* **INSTRUCTIONS FOR THE TASK**
Which lines in the data below contain the string "match"? Show each one.

* **RECORDS PROVIDED**
/---

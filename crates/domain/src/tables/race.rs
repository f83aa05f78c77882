use serde::{Deserialize, Serialize};
use std::fmt;
use std::str::FromStr;

use crate::error::DomainError;

/// Creature size category.
#[derive(Debug, Clone, Copy, PartialEq, Eq, Hash, PartialOrd, Ord, Serialize, Deserialize)]
pub enum Size {
    #[serde(rename = "Diminuto")]
    Tiny,
    #[serde(rename = "Pequeño")]
    Small,
    #[serde(rename = "Mediano")]
    Medium,
    #[serde(rename = "Grande")]
    Large,
    #[serde(rename = "Enorme")]
    Huge,
    #[serde(rename = "Gargantuesco")]
    Gargantuan,
}

impl Size {
    pub fn display_name(&self) -> &'static str {
        match self {
            Self::Tiny => "Diminuto",
            Self::Small => "Pequeño",
            Self::Medium => "Mediano",
            Self::Large => "Grande",
            Self::Huge => "Enorme",
            Self::Gargantuan => "Gargantuesco",
        }
    }
}

impl fmt::Display for Size {
    fn fmt(&self, f: &mut fmt::Formatter<'_>) -> fmt::Result {
        write!(f, "{}", self.display_name())
    }
}

impl FromStr for Size {
    type Err = DomainError;

    fn from_str(s: &str) -> Result<Self, Self::Err> {
        match s.trim().to_lowercase().as_str() {
            "diminuto" | "tiny" => Ok(Self::Tiny),
            "pequeño" | "pequeno" | "small" => Ok(Self::Small),
            "mediano" | "medium" => Ok(Self::Medium),
            "grande" | "large" => Ok(Self::Large),
            "enorme" | "huge" => Ok(Self::Huge),
            "gargantuesco" | "gargantuan" => Ok(Self::Gargantuan),
            other => Err(DomainError::parse(format!("Unknown size: {}", other))),
        }
    }
}

/// A playable race.
#[derive(Debug, Clone, PartialEq, Eq, Serialize, Deserialize)]
#[serde(rename_all = "camelCase")]
pub struct RaceDefinition {
    pub name: String,
    /// Base walking speed in feet
    pub speed: i32,
    pub size: Size,
    pub typical_alignment: String,
    pub languages: Vec<String>,
    pub traits: Vec<String>,
    #[serde(default)]
    pub subraces: Vec<String>,
    #[serde(default)]
    pub description: String,
}
impl DerivedStats {
    pub fn derive(
        race: &RaceDefinition,
        class: &ClassDefinition,
        scores: &AbilityScores,
        options: AssemblyOptions,
    ) -> Self {
        let dex = ability_modifier(scores.get(Ability::Dexterity));
        let con = ability_modifier(scores.get(Ability::Constitution));
        Self {
            hit_points: starting_hit_points(class.hit_die, con, options.clamp_hit_points),
            armor_class: unarmored_armor_class(dex),
            initiative: dex,
            speed: race.speed,
            proficiency_bonus: proficiency_bonus(STARTING_LEVEL),
        }
    }
}

/// Everything the caller chooses; keys are resolved against the tables.
#[derive(Debug, Clone, PartialEq, Eq, Serialize, Deserialize)]
#[serde(rename_all = "camelCase")]
pub struct CharacterRequest {
    pub race: String,
    pub class: String,
    pub background: String,
    pub alignment: Alignment,
    pub ability_scores: AbilityScores,
    /// When set, the scores must satisfy this method's predicate
    #[serde(default)]
    pub method: Option<GenerationMethod>,
    #[serde(default)]
    pub name: Option<String>,
    /// Features granted on top of the class list (chaos mode)
    #[serde(default)]
    pub extra_features: Vec<String>,
    /// Replaces the generic starting kit
    #[serde(default)]
    pub equipment: Option<Vec<String>>,
}

impl CharacterRequest {
    pub fn new(
        race: impl Into<String>,
        class: impl Into<String>,
        background: impl Into<String>,
        alignment: Alignment,
        ability_scores: AbilityScores,
    ) -> Self {
        Self {
            race: race.into(),
            class: class.into(),
            background: background.into(),
            alignment,
            ability_scores,
            method: None,
            name: None,
            extra_features: Vec::new(),
            equipment: None,
        }
    }

    pub fn with_name(mut self, name: impl Into<String>) -> Self {
        self.name = Some(name.into());
        self
    }

    pub fn with_method(mut self, method: GenerationMethod) -> Self {
        self.method = Some(method);
        self
    }

    pub fn with_extra_features(mut self, features: Vec<String>) -> Self {
        self.extra_features = features;
        self
    }

    pub fn with_equipment(mut self, equipment: Vec<String>) -> Self {
        self.equipment = Some(equipment);
        self
    }
}

/// Rough tier from the average ability score.
#[derive(Debug, Clone, Copy, PartialEq, Eq, PartialOrd, Ord, Hash, Serialize, Deserialize)]
pub enum PowerLevel {
    Novice,
    Average,
    Heroic,
    Epic,
    Legendary,
}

\---

* **EXERCISE ANSWER**
        match self {
        match s.trim().to_lowercase().as_str() {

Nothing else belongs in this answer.